Wroblewski et al (2001) have recently observed that reduced loading of the calcar is associated with loss of bone stock in the long-term using the Charnley Low Friction Arthroplasty. They suggested that using a cemented stem with a triple taper will provide more effective loading of the calcar in the longer term - and their seven-year results are most encouraging.44

It would be highly desirable to have a model that was predictive of the biological effects of altering the biomechanical environment. This could perhaps be achieved by linear monitoring of the movement (RSA) and bone density changes (DEXA) around an implant and then iteratively and dynamically evolving a finite element analysis model. This could provide validation to a predictive theoretical model that is often .awed by untenable assumptions. Aseptic loosening is the commonest cause of failure of total joint replacement, and osteolysis is the commonest cause of aseptic loosening. It behoves us, therefore, to address this issue. Current strategies to reduce the particulate load include minimising the generation of debris by optimising the materials, design and surgical implantation of the prosthesis. In addition, an attempt should be made to seal the interfaces (cement, circumferential bioactive coatings etc.) and so prevent particle access and ingress. A better understanding of the aetiopathogenesis of osteolysis would allow us to pharmacologically manipulate and modulate the biological response to the debris.

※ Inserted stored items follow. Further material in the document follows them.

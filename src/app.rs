use anyhow::Result;
use crossterm::event::{KeyCode, KeyEvent};
use std::time::Instant;

use crate::admin::{ActionOutcome, AdminBackend, InertBackend};
use crate::tabs::{ButtonSpec, Tab};

/// Seconds a status message stays in the status line
const STATUS_SECONDS: u64 = 3;

#[derive(Debug, Clone, Copy, PartialEq, Eq)]
pub enum Popup {
    None,
    Help,
}

/// Settings container hosting the panels
pub struct App<B = InertBackend> {
    pub tab: Tab,
    pub popup: Popup,

    // Focused button, indexes the active panel's buttons()
    pub focus: usize,

    // Status message (auto-clears after timeout)
    pub status_message: Option<String>,
    pub status_message_time: Option<Instant>,

    backend: B,
}

impl<B: AdminBackend> App<B> {
    pub fn new(tab: Tab, backend: B) -> Self {
        Self {
            tab,
            popup: Popup::None,
            focus: 0,
            status_message: None,
            status_message_time: None,
            backend,
        }
    }

    /// Set a status message (auto-clears after 3 seconds)
    pub fn set_status(&mut self, msg: impl Into<String>) {
        self.status_message = Some(msg.into());
        self.status_message_time = Some(Instant::now());
    }

    pub fn focused_button(&self) -> Option<&'static ButtonSpec> {
        self.tab.panel().buttons().get(self.focus).copied()
    }

    pub async fn handle_key(&mut self, key: KeyEvent) -> Result<()> {
        if self.popup != Popup::None {
            self.handle_popup_key(key);
            return Ok(());
        }

        self.handle_normal_key(key).await
    }

    async fn handle_normal_key(&mut self, key: KeyEvent) -> Result<()> {
        match key.code {
            // Tab switching
            KeyCode::Tab => self.switch_tab(self.tab.next()),
            KeyCode::BackTab => self.switch_tab(self.tab.previous()),
            KeyCode::Char('1') => self.switch_tab(Tab::Database),
            KeyCode::Char('2') => self.switch_tab(Tab::Groups),

            // Focus movement
            KeyCode::Right | KeyCode::Down | KeyCode::Char('l') | KeyCode::Char('j') => {
                self.move_focus(1)
            }
            KeyCode::Left | KeyCode::Up | KeyCode::Char('h') | KeyCode::Char('k') => {
                self.move_focus(-1)
            }

            KeyCode::Enter | KeyCode::Char(' ') => self.activate().await,

            KeyCode::Char('?') => self.popup = Popup::Help,

            _ => {}
        }
        Ok(())
    }

    fn handle_popup_key(&mut self, key: KeyEvent) {
        match self.popup {
            Popup::Help => {
                if matches!(key.code, KeyCode::Esc | KeyCode::Char('?') | KeyCode::Enter | KeyCode::Char('q')) {
                    self.popup = Popup::None;
                }
            }
            Popup::None => {}
        }
    }

    fn switch_tab(&mut self, tab: Tab) {
        if self.tab != tab {
            tracing::debug!("Switching to {} tab", tab.label());
            self.tab = tab;
            self.focus = 0;
        }
    }

    fn move_focus(&mut self, delta: isize) {
        let count = self.tab.panel().buttons().len();
        if count == 0 {
            return;
        }
        self.focus = (self.focus as isize + delta).rem_euclid(count as isize) as usize;
    }

    /// Hand the focused button's action to the backend
    async fn activate(&mut self) {
        let Some(button) = self.focused_button() else {
            return;
        };

        match self.backend.dispatch(button.action).await {
            Ok(ActionOutcome::Unwired) => {
                tracing::debug!(action = button.action.as_str(), "{} is not wired", button.label);
            }
            Ok(ActionOutcome::Completed(msg)) => {
                tracing::info!(action = button.action.as_str(), "{}", msg);
                self.set_status(msg);
            }
            Err(e) => {
                tracing::warn!(action = button.action.as_str(), "{} failed: {}", button.label, e);
                self.set_status(format!("Error: {}", e));
            }
        }
    }

    pub fn tick(&mut self) {
        // Clear status message after timeout
        if let Some(time) = self.status_message_time {
            if time.elapsed().as_secs() >= STATUS_SECONDS {
                self.status_message = None;
                self.status_message_time = None;
            }
        }
    }
}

The success of total joint replacement has created its own nemesis. Indications have been relaxed, and joint replacement is increasingly being carried out in younger cohorts of patients. Particle-driven disease (asbestosis, etc.) only becomes clinically apparent after a long-term interval. The adverse experience with silicone in North America (although somewhat nebulous) suggests that there is no room for complacency. There can be little doubt about the carcinogenic potential of metallic substances, particularly chromium, cobalt and nickel, released from implants.45 However, it should be stressed that the fact that there are mutagenic changes in peripheral blood lymphocytes does not prove that there will be clinical expression of disease in the patient in the long-term. Of perhaps greater significance is the emerging evidence that organometallic ions produced by implants constitute a chronic stress on the immune system.46 Donati et al (1998) have demonstrated a selective decrease in the numbers of T and B lymphocytes and natural killer cells in response to increased levels of chromium, cobalt and nickel ions.47  The association between implant-generated wear debris-and the development of disease remains uncertain and controversial.

It is clearly essential to establish ongoing communication between clinicians, scientists and manufacturers. A surgeon should be as knowledgeable about the biological implications of the material and prosthesis he/she is implanting as the physician is about the side effects of any drug he prescribes.